At the moment, Puerto Rico has a teledensity of about 37 lines per 100 inhabitants -- far higher than anywhere else in Latin America, but lower than the U.S. mainland average of 54 per 100.

Not surprisingly, Telefónica -- which has bought up phone companies in Argentina, Brazil, Chile and Peru -- is considered a front-runner for PRTC. So is GTE Corp., which owns the national phone monopolies of nearby Venezuela (CANTV) and the Dominican Republic (Codetel). Other strong candidates include BellSouth, which almost bought PRTC in the 1990 privatization attempt, and Bell Atlantic-Nynex, because of the high volume of calls between Puerto Rico and the New York area.
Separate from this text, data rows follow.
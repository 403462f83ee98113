use crate::client::{ResourceClient, ResourcePath};
use crate::errors::AssistantsResult;
use crate::services::assistants::{Assistant, AssistantList, AssistantRequest};
use async_trait::async_trait;

#[async_trait]
pub trait AssistantService: Send + Sync {
    async fn create(&self, request: AssistantRequest) -> AssistantsResult<Assistant>;
    async fn list(&self) -> AssistantsResult<AssistantList>;
    async fn retrieve(&self, assistant_id: &str) -> AssistantsResult<Assistant>;
    async fn modify(&self, assistant_id: &str, request: AssistantRequest) -> AssistantsResult<Assistant>;
    async fn delete(&self, assistant_id: &str) -> AssistantsResult<()>;
}

pub struct AssistantServiceImpl {
    client: ResourceClient,
}

impl AssistantServiceImpl {
    pub fn new(client: ResourceClient) -> Self {
        Self { client }
    }
}

#[async_trait]
impl AssistantService for AssistantServiceImpl {
    async fn create(&self, request: AssistantRequest) -> AssistantsResult<Assistant> {
        self.client
            .create(&ResourcePath::assistants(), &request)
            .await
    }

    async fn list(&self) -> AssistantsResult<AssistantList> {
        self.client
            .list(&ResourcePath::assistants())
            .await
            .map(AssistantList::from_object)
    }

    async fn retrieve(&self, assistant_id: &str) -> AssistantsResult<Assistant> {
        let path = ResourcePath::assistant(assistant_id)?;
        self.client.get(&path).await
    }

    async fn modify(&self, assistant_id: &str, request: AssistantRequest) -> AssistantsResult<Assistant> {
        let path = ResourcePath::assistant(assistant_id)?;
        self.client.modify(&path, &request).await
    }

    async fn delete(&self, assistant_id: &str) -> AssistantsResult<()> {
        let path = ResourcePath::assistant(assistant_id)?;
        self.client.delete(&path).await
    }
}
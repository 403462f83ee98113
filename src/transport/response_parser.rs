use crate::errors::{AssistantsError, AssistantsResult, ErrorMapper};
use crate::transport::HttpResponse;
use crate::types::JsonObject;
use http::StatusCode;
use serde::de::DeserializeOwned;

pub struct ResponseParser;

impl ResponseParser {
    /// Passes the response through only if its status is exactly `expected`.
    ///
    /// Any other status, including other 2xx codes, becomes
    /// [`AssistantsError::UnexpectedStatus`].
    pub fn expect_status(response: HttpResponse, expected: StatusCode) -> AssistantsResult<HttpResponse> {
        if response.status == expected {
            Ok(response)
        } else {
            Err(ErrorMapper::unexpected_status(
                response.status.as_u16(),
                expected.as_u16(),
                &response.body,
            ))
        }
    }

    pub fn parse_json<T: DeserializeOwned>(data: &[u8]) -> AssistantsResult<T> {
        serde_json::from_slice(data).map_err(|e| AssistantsError::decoding(e, data))
    }

    /// Decodes a body that must be a JSON object, whatever its members.
    pub fn parse_object(data: &[u8]) -> AssistantsResult<JsonObject> {
        match serde_json::from_slice::<serde_json::Value>(data) {
            Ok(serde_json::Value::Object(map)) => Ok(map),
            Ok(other) => Err(AssistantsError::decoding(
                format!("expected a JSON object, found {}", json_kind(&other)),
                data,
            )),
            Err(e) => Err(AssistantsError::decoding(e, data)),
        }
    }
}

fn json_kind(value: &serde_json::Value) -> &'static str {
    match value {
        serde_json::Value::Null => "null",
        serde_json::Value::Bool(_) => "a boolean",
        serde_json::Value::Number(_) => "a number",
        serde_json::Value::String(_) => "a string",
        serde_json::Value::Array(_) => "an array",
        serde_json::Value::Object(_) => "an object",
    }
}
This time, pro-statehood Rosselló isn't putting a minimum price on PRTC, though analysts say the company could fetch anywhere from $2.2 billion to $3.4 billion (based on an industry guideline of $2,000-3,000 per line). Last year, PRTC's revenues exceeded $1.1 billion, and profits came to $106 million. Earnings were down because of a dramatic reduction in intra-island long-distance rates -- a pre-emptive strike against private firms like AT&T, Sprint and TresCom that are gearing up to enter that $230 million market.

"We do not foresee [privatization having] any major impact on consumers such as higher tariffs, because the company has been profitable," said Velázquez. "Basically, whoever buys PRTC is subject to the same federal rules as any company in the United States, since Puerto Rico -- for FCC purposes -- is like any state."
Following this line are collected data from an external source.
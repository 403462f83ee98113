//! Integration tests for the messages resource

use super::*;
use integrations_assistants::AssistantsError;
use pretty_assertions::assert_eq;
use serde_json::json;
use wiremock::matchers::body_json;

#[tokio::test]
async fn test_create_message_integration() {
    let mock_server = setup_mock_server().await;

    mock_with_auth("POST", "/v1/threads/thread_1/messages")
        .and(body_json(json!({
            "role": "user",
            "content": [{"type": "text", "text": {"value": "What is 2 + 2?", "annotations": []}}]
        })))
        .respond_with(success_response(json!({
            "id": "msg_1",
            "object": "thread.message",
            "created_at": 1700000000,
            "assistant_id": null,
            "thread_id": "thread_1",
            "run_id": null,
            "role": "user",
            "content": [{"type": "text", "text": {"value": "What is 2 + 2?", "annotations": []}}],
            "attachments": [],
            "metadata": {}
        })))
        .expect(1)
        .mount(&mock_server)
        .await;

    let client = client_for(&mock_server);
    let message = client
        .messages()
        .create(
            "thread_1",
            CreateMessageRequest::text(MessageRole::User, "What is 2 + 2?"),
        )
        .await
        .unwrap();

    assert_eq!(message.id.as_deref(), Some("msg_1"));
    assert_eq!(message.role, Some(MessageRole::User));
    assert_eq!(message.text(), "What is 2 + 2?");
    assert!(message.attachments.is_empty());
}

#[tokio::test]
async fn test_create_message_unknown_thread() {
    let mock_server = setup_mock_server().await;

    mock_with_auth("POST", "/v1/threads/thread_gone/messages")
        .respond_with(error_response(
            404,
            json!({
                "error": {
                    "message": "No thread found with id 'thread_gone'.",
                    "type": "invalid_request_error",
                    "param": null,
                    "code": null
                }
            }),
        ))
        .mount(&mock_server)
        .await;

    let client = client_for(&mock_server);
    let err = client
        .messages()
        .create("thread_gone", CreateMessageRequest::text(MessageRole::User, "hello?"))
        .await
        .unwrap_err();

    match err {
        AssistantsError::UnexpectedStatus {
            status, message, ..
        } => {
            assert_eq!(status, 404);
            assert_eq!(message, "No thread found with id 'thread_gone'.");
        }
        other => panic!("unexpected error: {other:?}"),
    }
}

#[tokio::test]
async fn test_create_message_escapes_thread_id() {
    let mock_server = setup_mock_server().await;

    mock_with_auth("POST", "/v1/threads/thread%2F..%2Fadmin/messages")
        .respond_with(success_response(json!({"id": "msg_2", "content": []})))
        .expect(1)
        .mount(&mock_server)
        .await;

    let client = client_for(&mock_server);
    let message = client
        .messages()
        .create("thread/../admin", CreateMessageRequest::text(MessageRole::User, "x"))
        .await
        .unwrap();

    assert_eq!(message.id.as_deref(), Some("msg_2"));
}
In early April, just days after Rosselló announced the phone company would be privatized, PRTC President Agustín García was forced to resign because of an unrelated tax scandal involving one of the phone company's suppliers. Carmen Ana Culpeper, a San Juan banker, was named as García's replacement.

Although Pou promises that nobody will be laid off as a result of the sale, PRTC's 8,000 employees aren't buying that. The company's two largest unions, the Brotherhood of Independent Telephone Workers and the Independent Union of Telephone Workers -- swear they'll "wage the fight of the century" to stop the privatization from going through.

"There is opposition right now, from both unions," Pou conceded. "It's something we're going to have to work with. Once the selling process gets explained more in detail to the employees, they will be more sympathetic to the sale."

Opposition Sen. Antonio Fas Alzamora has already filed legislation to ban the privatization of PRTC, though the measure will probably die, given the Legislature's dominance by lawmakers loyal to the governor and his pro-statehood party. Meanwhile, Victor García San Inocencio, a representative of the Puerto Rican Independence Party, says the resignation of Agustín García (no relation) is the best thing that could have happened.

"I hope that this is the first step in cleaning the house," he quipped, "not selling it."